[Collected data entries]
*** Block opens ***

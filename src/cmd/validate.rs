//! `httplog validate` — check a configuration file for errors.
//!
//! The report goes to stdout when the file is valid and to stderr when it
//! is not, as text or as one JSON object.

use serde_json::json;

use crate::cli::{ValidateArgs, ValidateFormat};
use crate::config::{self, model::Config, validation};
use crate::error::{HttpLogError, ValidationError};

pub fn execute(args: &ValidateArgs) -> Result<(), HttpLogError> {
    let origin = args.config.display().to_string();
    let config = config::read(&args.config)?;
    let outcome = validation::validate(&config);
    let errors = outcome.as_ref().err().map(Vec::as_slice);
    let report = render(&args.format, &origin, &config, errors);

    match outcome {
        Ok(()) => {
            println!("{report}");
            Ok(())
        }
        Err(errors) => {
            eprintln!("{report}");
            Err(HttpLogError::ConfigValidation { errors })
        }
    }
}

fn render(
    format: &ValidateFormat,
    origin: &str,
    config: &Config,
    errors: Option<&[ValidationError]>,
) -> String {
    match (format, errors) {
        (ValidateFormat::Text, None) => {
            format!("\u{2713} {}", validation::format_validation_report(origin, config))
        }
        (ValidateFormat::Text, Some(errors)) => {
            let lines: Vec<String> = errors.iter().map(ToString::to_string).collect();
            format!(
                "\u{2717} {origin} has {} errors\n\n{}",
                errors.len(),
                lines.join("\n")
            )
        }
        (ValidateFormat::Json, None) => json!({
            "valid": true,
            "template": config.effective_template(),
            "rules": config.levels.len(),
        })
        .to_string(),
        (ValidateFormat::Json, Some(errors)) => {
            let errors: Vec<_> = errors
                .iter()
                .map(|e| {
                    json!({
                        "field": e.field,
                        "message": e.message,
                        "suggestion": e.suggestion,
                    })
                })
                .collect();
            json!({ "valid": false, "errors": errors }).to_string()
        }
    }
}
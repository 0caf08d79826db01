//! Integration tests running the logging layer inside a real axum server.

use std::net::SocketAddr;
use std::sync::Arc;

use axum::http::StatusCode;
use axum::routing::{get, post};
use axum::Router;
use httplog::format::NOT_LOGGEABLE;
use httplog::{HttpLogLayer, HttpLogger, HttpMessageFormatter, LevelMap, MemorySink};
use tracing::Level;

async fn start_test_server(
    logger: HttpLogger<HttpMessageFormatter, Arc<MemorySink>>,
) -> (SocketAddr, tokio::sync::oneshot::Sender<()>) {
    let router = Router::new()
        .route("/", get(|| async { "hello" }))
        .route("/echo", post(|body: String| async move { body }))
        .route(
            "/boom",
            get(|| async { (StatusCode::INTERNAL_SERVER_ERROR, "boom") }),
        )
        .fallback(|| async { StatusCode::NOT_FOUND })
        .layer(HttpLogLayer::new(logger));

    let listener = tokio::net::TcpListener::bind("127.0.0.1:0").await.unwrap();
    let addr = listener.local_addr().unwrap();

    let (shutdown_tx, shutdown_rx) = tokio::sync::oneshot::channel::<()>();

    tokio::spawn(async move {
        axum::serve(listener, router)
            .with_graceful_shutdown(async {
                let _ = shutdown_rx.await;
            })
            .await
            .unwrap();
    });

    (addr, shutdown_tx)
}

fn logger(
    template: &str,
    levels: LevelMap,
) -> (HttpLogger<HttpMessageFormatter, Arc<MemorySink>>, Arc<MemorySink>) {
    let sink = Arc::new(MemorySink::new());
    let logger = HttpLogger::with_levels(
        HttpMessageFormatter::new(template),
        Arc::clone(&sink),
        levels,
    );
    (logger, sink)
}

#[tokio::test]
async fn logs_each_request_once() {
    let (logger, sink) = logger(HttpMessageFormatter::SHORT, LevelMap::default());
    let (addr, shutdown) = start_test_server(logger).await;

    let resp = reqwest::get(format!("http://{addr}/")).await.unwrap();
    assert_eq!(resp.status(), 200);
    assert_eq!(resp.text().await.unwrap(), "hello");

    let records = sink.records();
    assert_eq!(records.len(), 1);
    assert_eq!(records[0].level, Level::INFO);
    assert!(records[0].message.contains("\"GET / HTTP/1.1\" 200"));
    assert!(records[0].context.milliseconds.is_some());

    let _ = shutdown.send(());
}

#[tokio::test]
async fn status_picks_the_level() {
    let levels = LevelMap::empty()
        .rule(Level::INFO, (200, 399))
        .rule(Level::WARN, (400, 499))
        .rule(Level::ERROR, (500, 599));
    let (logger, sink) = logger("{method} {target} {code} {phrase}", levels);
    let (addr, shutdown) = start_test_server(logger).await;

    let resp = reqwest::get(format!("http://{addr}/missing")).await.unwrap();
    assert_eq!(resp.status(), 404);
    assert_eq!(sink.count(Level::WARN), 1);
    assert!(sink.has_record_containing(Level::WARN, "GET /missing 404 Not Found"));

    sink.clear();
    let resp = reqwest::get(format!("http://{addr}/boom")).await.unwrap();
    assert_eq!(resp.status(), 500);
    assert_eq!(sink.count(Level::ERROR), 1);
    assert!(!sink.has_records(Level::WARN));
    assert!(!sink.has_records(Level::INFO));

    let _ = shutdown.send(());
}

#[tokio::test]
async fn streamed_bodies_are_not_loggeable() {
    let (logger, sink) = logger("{req.body}|{res.body}", LevelMap::default());
    let (addr, shutdown) = start_test_server(logger).await;

    let client = reqwest::Client::new();
    let resp = client
        .post(format!("http://{addr}/echo"))
        .body("ping")
        .send()
        .await
        .unwrap();
    assert_eq!(resp.text().await.unwrap(), "ping");

    let records = sink.records();
    assert_eq!(records.len(), 1);
    assert_eq!(
        records[0].message,
        format!("{NOT_LOGGEABLE}|{NOT_LOGGEABLE}")
    );

    let _ = shutdown.send(());
}

#[tokio::test]
async fn request_headers_are_available() {
    let (logger, sink) = logger("{req.header_User-Agent} {host}", LevelMap::default());
    let (addr, shutdown) = start_test_server(logger).await;

    let client = reqwest::Client::builder()
        .user_agent("httplog-test/1.0")
        .build()
        .unwrap();
    client.get(format!("http://{addr}/")).send().await.unwrap();

    let records = sink.records();
    assert_eq!(records.len(), 1);
    assert_eq!(records[0].message, format!("httplog-test/1.0 {addr}"));

    let _ = shutdown.send(());
}
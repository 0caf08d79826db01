//! Subcommand dispatch and execution.
//!
//! The [`dispatch`] function routes the parsed CLI to the appropriate
//! subcommand handler: [`preview`] or [`validate`]. Each handler lives in
//! its own submodule.

pub mod preview;
pub mod validate;

use crate::cli::{Cli, Commands};
use crate::error::HttpLogError;

pub async fn dispatch(cli: Cli) -> Result<(), HttpLogError> {
    match cli.command {
        Some(Commands::Preview(args)) => preview::execute(*args).await,
        Some(Commands::Validate(ref args)) => validate::execute(args),
        None => {
            print_welcome();
            Ok(())
        }
    }
}

fn print_welcome() {
    let version = env!("CARGO_PKG_VERSION");
    println!(
        "\n  httplog v{version} \u{2014} template-driven HTTP request/response logging\n\n  \
         No command provided. To get started:\n\n    \
         httplog preview --preset short     Log a sample exchange\n    \
         httplog validate httplog.yaml      Check a config file\n    \
         httplog --help                     See all commands and options\n"
    );
}
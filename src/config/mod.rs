//! Configuration loading and validation.
//!
//! A config file picks the template (a preset or a custom string), the
//! binary body pattern and the status → level rules. [`parse_config_str`]
//! deserializes by file extension, with each format gated by a feature
//! flag; [`read`] loads a file without judging it and [`load`] also validates it.

pub mod model;
pub mod validation;

use std::path::Path;

use crate::error::HttpLogError;
use model::Config;

/// Parse a config string based on file extension.
pub fn parse_config_str(
    ext: &str,
    content: &str,
    path_display: &str,
) -> Result<Config, HttpLogError> {
    match ext {
        #[cfg(feature = "yaml")]
        "yaml" | "yml" => serde_yml::from_str(content).map_err(|e| HttpLogError::ConfigParse {
            path: path_display.to_string(),
            source: Box::new(e),
        }),

        #[cfg(feature = "json")]
        "json" => serde_json::from_str(content).map_err(|e| HttpLogError::ConfigParse {
            path: path_display.to_string(),
            source: Box::new(e),
        }),

        #[cfg(feature = "toml")]
        "toml" => toml::from_str(content).map_err(|e| HttpLogError::ConfigParse {
            path: path_display.to_string(),
            source: Box::new(e),
        }),

        other => Err(HttpLogError::UnsupportedFormat(other.to_string())),
    }
}

/// Read a config file and parse it by extension, without validating it.
pub fn read(path: &Path) -> Result<Config, HttpLogError> {
    if !path.exists() {
        return Err(HttpLogError::ConfigFileNotFound {
            path: path.to_path_buf(),
        });
    }

    let content = std::fs::read_to_string(path)?;
    let ext = path.extension().and_then(|e| e.to_str()).unwrap_or("");
    parse_config_str(ext, &content, &path.display().to_string())
}

/// Read a config file, parse it by extension and validate it.
pub fn load(path: &Path) -> Result<Config, HttpLogError> {
    let config = read(path)?;
    validation::validate(&config).map_err(|errors| HttpLogError::ConfigValidation { errors })?;

    tracing::debug!(
        path = %path.display(),
        rules = config.levels.len(),
        "config loaded"
    );
    Ok(config)
}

*** Block closes ***

**Instructions to follow**
The answer must be a single number: how many lines above contain the word "feature".

**Response to the task**
4